The inclusion of representatives of additional caecilian lineages in future studies (especially to expand the phylogenetic, ecological, and geographic sampling), and more complete sets of genes from the sampled species (available transcriptome data thus far corresponds mostly to adult animals, ) could provide further insights into the selective pressures shaping caecilian molecular evolution. Adaptations are not necessarily only associated with positive selection in protein-coding genes. Changes in regulation can also allow adaptation to new environments, and are thus far unexplored for caecilians. The findings reported here will hopefully provide a foundation for further analyses of the molecular bases of the radiation of Gymnophiona and of molecular evolution in vertebrates more generally.

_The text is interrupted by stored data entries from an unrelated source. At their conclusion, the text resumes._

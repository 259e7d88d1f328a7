//! Error types for Jarvis

use thiserror::Error;

/// Result type alias for Jarvis operations
pub type Result<T> = std::result::Result<T, Error>;

/// Errors that can occur in Jarvis
#[derive(Debug, Error)]
pub enum Error {
    /// Configuration error
    #[error("configuration error: {0}")]
    Config(String),

    /// No speech started within the listen window
    #[error("timed out waiting for speech")]
    CaptureTimeout,

    /// Speech was captured but could not be transcribed
    #[error("could not understand audio")]
    Unrecognized,

    /// Audio device error
    #[error("audio error: {0}")]
    Audio(String),

    /// Speech-to-text service error
    #[error("STT error: {0}")]
    Stt(String),

    /// Text-to-speech error
    #[error("TTS error: {0}")]
    Tts(String),

    /// Agent (LLM) error
    #[error("agent error: {0}")]
    Agent(String),

    /// Tool execution error
    #[error("tool error: {0}")]
    Tool(String),

    /// IO error
    #[error("io error: {0}")]
    Io(#[from] std::io::Error),

    /// HTTP error
    #[error("http error: {0}")]
    Http(#[from] reqwest::Error),

    /// Serialization error
    #[error("serialization error: {0}")]
    Serialization(#[from] serde_json::Error),

    /// TOML parsing error
    #[error("toml error: {0}")]
    Toml(#[from] toml::de::Error),
}

impl Error {
    /// Whether this error ends a listen attempt without being a fault
    ///
    /// Capture timeouts and unintelligible audio are part of normal operation
    /// and are logged as warnings rather than errors
    #[must_use]
    pub const fn is_quiet(&self) -> bool {
        matches!(self, Self::CaptureTimeout | Self::Unrecognized)
    }
}

#[cfg(test)]
mod tests {
    use super::*;

    #[test]
    fn test_quiet_errors() {
        assert!(Error::CaptureTimeout.is_quiet());
        assert!(Error::Unrecognized.is_quiet());
        assert!(!Error::Stt("down".to_string()).is_quiet());
        assert!(!Error::Agent("boom".to_string()).is_quiet());
    }

    #[test]
    fn test_display() {
        assert_eq!(
            Error::Agent("model not found".to_string()).to_string(),
            "agent error: model not found"
        );
        assert_eq!(Error::CaptureTimeout.to_string(), "timed out waiting for speech");
    }
}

The source data of this study were the protein-coding gene sequences (both nucleotide and amino-acid level) from reference transcriptomes of five caecilian species (R. bivittatum, C. tentaculata, T. compressicauda, M. unicolor and M. dermatophaga; assemblies are available from NCBI through BioProject ID number PRJNA387587; ) as well as those for the frog X. tropicalis, the only amphibian currently represented in the Ensembl database . Species-specific caecilian transcriptomes were de novo assembled from paired-end RNA-seq samples of multiple tissues (kidney, liver, and skin samples for each of the five species plus a selection of other tissues for subsets of the five species: foregut, heart, lung, muscle, spleen, and testis) yielding five reference transcriptomes with a high percentage of completeness. Protein-coding sequences were identified from these assembled sequences with an open reading frame . For each X. tropicalis gene, the isoform encoding the longest protein was chosen for analysis, and BLAST searches (blastp tool, version 2.2.28; E-value < 10− 10; ) were conducted against the proteins of each of the caecilian transcriptomes. Likewise, each caecilian protein sequence was used as a query in a BLAST search against the X. tropicalis proteome. Pairs of best reciprocal hits were considered orthologs. Only X. tropicalis genes with putative orthologs in all five caecilian species were used in downstream analyses.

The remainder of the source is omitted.